In response to one customer complaint about this problem, Apple CEO Steve Jobs replied, "Just don't hold it that way." That seemed like a snarky and smug reply, but since then cell phone manuals and suggestions from other manufacturers have been trotted out to show that they often advise how to hold the phone.
For the record, I, like many others, can't duplicate the problem, but I have dry hands. There's some suspicion that a combination of moisture, skin conductivity, hand size, and the particular manufacturing properties of each phone combine to cause reduced signal strength.
AnandTech took a thorough look at the iPhone 4's antenna performance through a clever workaround that avoided jailbreaking to show testers the actual decibel measurement (dBm) used for signal measurement instead of relying on the presentation of graphical bars. (This number could be enabled in iPhone OS 3 in a legitimate mode, but not iOS 4; the writers enabled it on an older iPhone, and then used that to restore an iPhone 4.)
The reviewers found the iPhone 4 antenna was far better in low signal conditions than the iPhone 3GS, but that the way you held it could make a big difference in attenuation - the reduction in signal strength due to an obstruction.
But the writers also discovered that there was a significant discrepancy in how the iOS reported signal strength in bars relative to their own measurement using numbers. And that's what Apple acknowledged in this unusual statement.
Apple said that the problem is a calculation error that dates back to the earliest iPhone. A small change in signal strength could cause two bars of signal to disappear instantly. If you relied on the visual display instead of, say, a dropped call occurring or seeing network throughput go down, you would assume the phone or AT&T's network was at fault. Apple will be adopting a new formula recently recommended by AT&T for calculating how many bars to display for signal strength.
The new formula means that you'll likely see more situations with two or three bars instead of five - something I wondered about when I was seeing five bars in clearly marginal reception situations. Apple said it will make the first three bars a little taller, too.
If I put on my cynical hat, I would say - as John Gruber does in his slightly NSFW translation from marketing into English of the Apple letter - that Apple clearly favored an algorithm that erroneously showed better performance than what existed. Making fewer bars taller will make reception seem "higher," too. However, given that the frequent two-to-three bar drop annoyed customers, it's hard to ascribe too much motivation to the marketing explanation.
An update in the next few weeks is planned for all iPhone models except the original 2007 model, ostensibly via an iOS patch. It's a shame that Apple won't push out a 3.1 fix for the original iPhone and those that choose to stay with 3.1 for the iPhone 3G. Perhaps the company will be embarrassed into making that fix, as well.
Fixing the graphical presentation of signal strength doesn't address the "hold it this way" problem, of course. The AnandTech reviewers, among others, have said that applying an extremely thin coating over the antenna would have likely resolved the problem. They and others have called for Apple to provide a free bumper case to any who complain, too. A class-action lawsuit is already underway as well.
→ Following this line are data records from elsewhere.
//! Shared integration-test harness: an in-process scheduler wired to a
//! recording notifier, plus a child-process driver for `raffler run --stdin`.

#![allow(dead_code)]

use std::collections::HashMap;
use std::sync::Arc;
use std::sync::atomic::{AtomicUsize, Ordering};
use std::time::Duration;

use chrono::{DateTime, TimeDelta, Utc};
use raffler::clock::ManualClock;
use raffler::config::{ChainConfig, HumanDuration, SchedulerConfig};
use raffler::error::NotifyError;
use raffler::recovery::{RecoveryManager, RecoveryReport};
use raffler::scheduler::{LifecycleScheduler, Notifier, NotifyResult, SchedulerOptions, TicketSource};
use raffler::store::EntityStore;
use raffler_core::{ActorId, CreateParams, Entity, EntityId};
use serde_json::Value;
use tokio::io::{AsyncBufReadExt, AsyncWriteExt, BufReader};
use tokio::process::{Child, Command};
use tokio::sync::mpsc;

/// Default timeout for waiting on a notification or a reply line.
pub const DEFAULT_TIMEOUT: Duration = Duration::from_secs(5);

// ============================================================================
// Recording notifier
// ============================================================================

/// One notifier callback, as observed by a test.
#[derive(Debug, Clone, PartialEq, Eq)]
pub enum Notice {
    Status(EntityId),
    Terminal {
        id: EntityId,
        winners: Vec<ActorId>,
    },
    Cancelled {
        id: EntityId,
        by: ActorId,
    },
    ChainAdvanced {
        finished: EntityId,
        next: EntityId,
        next_winner_count: u32,
        qualifiers: Vec<ActorId>,
    },
    ChainTerminal {
        last: EntityId,
        winners: Vec<ActorId>,
    },
}

impl Notice {
    /// Returns `true` for everything except status refreshes.
    pub const fn is_lifecycle(&self) -> bool {
        !matches!(self, Self::Status(_))
    }
}

/// Forwards every callback to an unbounded channel.
///
/// Entities whose id appears in `unresolvable` fail `resolve_context`.
pub struct RecordingNotifier {
    tx: mpsc::UnboundedSender<Notice>,
    unresolvable: Vec<EntityId>,
}

impl RecordingNotifier {
    pub fn new() -> (Arc<Self>, mpsc::UnboundedReceiver<Notice>) {
        Self::with_unresolvable(Vec::new())
    }

    pub fn with_unresolvable(
        unresolvable: Vec<EntityId>,
    ) -> (Arc<Self>, mpsc::UnboundedReceiver<Notice>) {
        let (tx, rx) = mpsc::unbounded_channel();
        (Arc::new(Self { tx, unresolvable }), rx)
    }

    fn send(&self, notice: Notice) -> NotifyResult {
        self.tx
            .send(notice)
            .map_err(|_| NotifyError::SurfaceGone("test receiver dropped".into()))
    }
}

#[async_trait::async_trait]
impl Notifier for RecordingNotifier {
    async fn render_status(&self, entity: &Entity) -> NotifyResult {
        self.send(Notice::Status(entity.id.clone()))
    }

    async fn notify_terminal(&self, entity: &Entity, winners: &[ActorId]) -> NotifyResult {
        self.send(Notice::Terminal {
            id: entity.id.clone(),
            winners: winners.to_vec(),
        })
    }

    async fn notify_cancelled(&self, entity: &Entity, cancelled_by: &ActorId) -> NotifyResult {
        self.send(Notice::Cancelled {
            id: entity.id.clone(),
            by: cancelled_by.clone(),
        })
    }

    async fn notify_chain_advanced(
        &self,
        finished: &Entity,
        next: &Entity,
        qualifiers: &[ActorId],
    ) -> NotifyResult {
        self.send(Notice::ChainAdvanced {
            finished: finished.id.clone(),
            next: next.id.clone(),
            next_winner_count: next.winner_count,
            qualifiers: qualifiers.to_vec(),
        })
    }

    async fn notify_chain_terminal(&self, last: &Entity, winners: &[ActorId]) -> NotifyResult {
        self.send(Notice::ChainTerminal {
            last: last.id.clone(),
            winners: winners.to_vec(),
        })
    }

    async fn resolve_context(&self, entity: &Entity) -> NotifyResult {
        if self.unresolvable.contains(&entity.id) {
            return Err(NotifyError::SurfaceGone(format!("no surface for {}", entity.id)));
        }
        Ok(())
    }
}

/// A notifier whose delivery always fails, counting every attempt.
#[derive(Default)]
pub struct FailingNotifier {
    attempts: AtomicUsize,
}

impl FailingNotifier {
    /// Total lifecycle callbacks attempted so far.
    pub fn attempts(&self) -> usize {
        self.attempts.load(Ordering::SeqCst)
    }

    fn fail(&self) -> NotifyResult {
        self.attempts.fetch_add(1, Ordering::SeqCst);
        Err(NotifyError::Delivery("surface rejected the message".into()))
    }
}

#[async_trait::async_trait]
impl Notifier for FailingNotifier {
    async fn render_status(&self, _entity: &Entity) -> NotifyResult {
        Err(NotifyError::Delivery("status refresh rejected".into()))
    }

    async fn notify_terminal(&self, _entity: &Entity, _winners: &[ActorId]) -> NotifyResult {
        self.fail()
    }

    async fn notify_cancelled(&self, _entity: &Entity, _by: &ActorId) -> NotifyResult {
        self.fail()
    }

    async fn notify_chain_advanced(
        &self,
        _finished: &Entity,
        _next: &Entity,
        _qualifiers: &[ActorId],
    ) -> NotifyResult {
        self.fail()
    }

    async fn notify_chain_terminal(&self, _last: &Entity, _winners: &[ActorId]) -> NotifyResult {
        self.fail()
    }
}

/// Next non-status notice, or a panic after `DEFAULT_TIMEOUT`.
pub async fn next_lifecycle(rx: &mut mpsc::UnboundedReceiver<Notice>) -> Notice {
    next_lifecycle_within(rx, DEFAULT_TIMEOUT).await
}

/// Next non-status notice, or a panic after `limit`.
///
/// Paused-clock tests need a limit past the entity deadlines, because
/// auto-advance fires the earliest pending timer first.
pub async fn next_lifecycle_within(
    rx: &mut mpsc::UnboundedReceiver<Notice>,
    limit: Duration,
) -> Notice {
    let result = tokio::time::timeout(limit, async {
        loop {
            let notice = rx.recv().await.expect("notifier channel closed");
            if notice.is_lifecycle() {
                return notice;
            }
        }
    })
    .await;
    result.expect("timed out waiting for a lifecycle notification")
}

/// Upper bound for paused-clock waits; longer than any test deadline.
pub const PAUSED_LIMIT: Duration = Duration::from_secs(24 * 60 * 60);

/// Drains whatever notices are queued right now, skipping status refreshes.
pub fn drain_lifecycle(rx: &mut mpsc::UnboundedReceiver<Notice>) -> Vec<Notice> {
    let mut out = Vec::new();
    while let Ok(notice) = rx.try_recv() {
        if notice.is_lifecycle() {
            out.push(notice);
        }
    }
    out
}

// ============================================================================
// Ticket source
// ============================================================================

/// Fixed per-actor weights; unknown actors get no answer.
pub struct FixedTickets(pub HashMap<ActorId, u32>);

#[async_trait::async_trait]
impl TicketSource for FixedTickets {
    async fn ticket_weight(&self, actor: &ActorId) -> Option<u32> {
        self.0.get(actor).copied()
    }
}

// ============================================================================
// Scheduler harness
// ============================================================================

/// A scheduler over `store` with a frozen clock, zero join cooldown and a
/// fixed seed.
pub fn scheduler(
    store: Arc<dyn EntityStore>,
    notifier: Arc<dyn Notifier>,
    clock: Arc<ManualClock>,
) -> Arc<LifecycleScheduler> {
    scheduler_with_chain(store, notifier, clock, ChainConfig::default())
}

pub fn scheduler_with_chain(
    store: Arc<dyn EntityStore>,
    notifier: Arc<dyn Notifier>,
    clock: Arc<ManualClock>,
    chain: ChainConfig,
) -> Arc<LifecycleScheduler> {
    LifecycleScheduler::new(
        store,
        notifier,
        SchedulerOptions {
            scheduler: SchedulerConfig {
                seed: Some(7),
                join_cooldown: HumanDuration::from_secs(0),
                ..SchedulerConfig::default()
            },
            chain,
            clock,
            ..SchedulerOptions::default()
        },
    )
}

/// Runs recovery and returns its report; the scheduler is then ready.
pub async fn recover(scheduler: &Arc<LifecycleScheduler>) -> RecoveryReport {
    RecoveryManager::new(Arc::clone(scheduler))
        .recover()
        .await
        .expect("recovery failed")
}

/// Giveaway parameters that started an hour before `now` and end after
/// `ends_in`.
pub fn giveaway(now: DateTime<Utc>, winners: u32, ends_in: TimeDelta, people: &[&str]) -> CreateParams {
    CreateParams::new(
        "test prize",
        ActorId::new("organizer"),
        winners,
        now - TimeDelta::hours(1),
        now + ends_in,
    )
    .with_participants(people.iter().map(|p| ActorId::new(*p)))
}

pub fn actors(names: &[&str]) -> Vec<ActorId> {
    names.iter().map(|n| ActorId::new(*n)).collect()
}

// ============================================================================
// Process harness
// ============================================================================

/// A running `raffler run --stdin` process.
///
/// The child process is killed on drop via `kill_on_drop(true)`.
pub struct RafflerProcess {
    child: Child,
    stdin: Option<tokio::process::ChildStdin>,
    reader: BufReader<tokio::process::ChildStdout>,
}

impl RafflerProcess {
    /// Spawns the scheduler with extra `run` arguments.
    pub fn spawn(extra: &[&str]) -> Self {
        let bin = env!("CARGO_BIN_EXE_raffler");
        let mut child = Command::new(bin)
            .arg("--quiet")
            .arg("run")
            .arg("--stdin")
            .args(extra)
            .env_remove("RAFFLER_CONFIG")
            .env_remove("RAFFLER_DATA_DIR")
            .stdin(std::process::Stdio::piped())
            .stdout(std::process::Stdio::piped())
            .stderr(std::process::Stdio::null())
            .kill_on_drop(true)
            .spawn()
            .expect("failed to spawn raffler");

        let stdin = child.stdin.take().expect("stdin not captured");
        let stdout = child.stdout.take().expect("stdout not captured");

        Self {
            child,
            stdin: Some(stdin),
            reader: BufReader::new(stdout),
        }
    }

    /// Sends one request and waits for its reply line.
    pub async fn request(&mut self, request: &Value) -> Value {
        let stdin = self.stdin.as_mut().expect("stdin already closed");
        let mut line = serde_json::to_string(request).unwrap();
        line.push('\n');
        stdin.write_all(line.as_bytes()).await.unwrap();
        stdin.flush().await.unwrap();

        let mut reply = String::new();
        tokio::time::timeout(DEFAULT_TIMEOUT, self.reader.read_line(&mut reply))
            .await
            .expect("timed out waiting for reply")
            .expect("read_line I/O error");
        serde_json::from_str(reply.trim()).expect("reply is not JSON")
    }

    /// Closes stdin and waits for a clean exit.
    pub async fn shutdown(mut self) -> std::process::ExitStatus {
        drop(self.stdin.take());
        tokio::time::timeout(DEFAULT_TIMEOUT, self.child.wait())
            .await
            .expect("process did not exit after stdin closed")
            .expect("wait failed")
    }
}
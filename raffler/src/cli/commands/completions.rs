//! Shell completion generation

use clap::CommandFactory;
use clap_complete::Shell as ClapShell;

use crate::cli::args::{Cli, CompletionsArgs, Shell};

/// Generate and print a shell completion script to stdout.
pub fn run(args: &CompletionsArgs) {
    let shell = match args.shell {
        Shell::Bash => ClapShell::Bash,
        Shell::Zsh => ClapShell::Zsh,
        Shell::Fish => ClapShell::Fish,
        Shell::PowerShell => ClapShell::PowerShell,
        Shell::Elvish => ClapShell::Elvish,
    };

    let mut cmd = Cli::command();
    clap_complete::generate(shell, &mut cmd, "raffler", &mut std::io::stdout());
}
Apple says, "The iPhone 4's wireless performance is the best we have ever shipped," and I believe that. But it's also a specious statement. The issue isn't whether, in a lab or overall, the iPhone 4's wireless performance is better than previous models; rather, how does the iPhone 4 perform across a typical variety of real-world conditions?
In marginal situations, without a case, held in a particular way, it clearly performs more poorly than it could, had engineering choices been made slightly differently. A few thin layers of insulation or another simple solution might have given the iPhone 4 better performance in the worst conditions - no matter how you held it.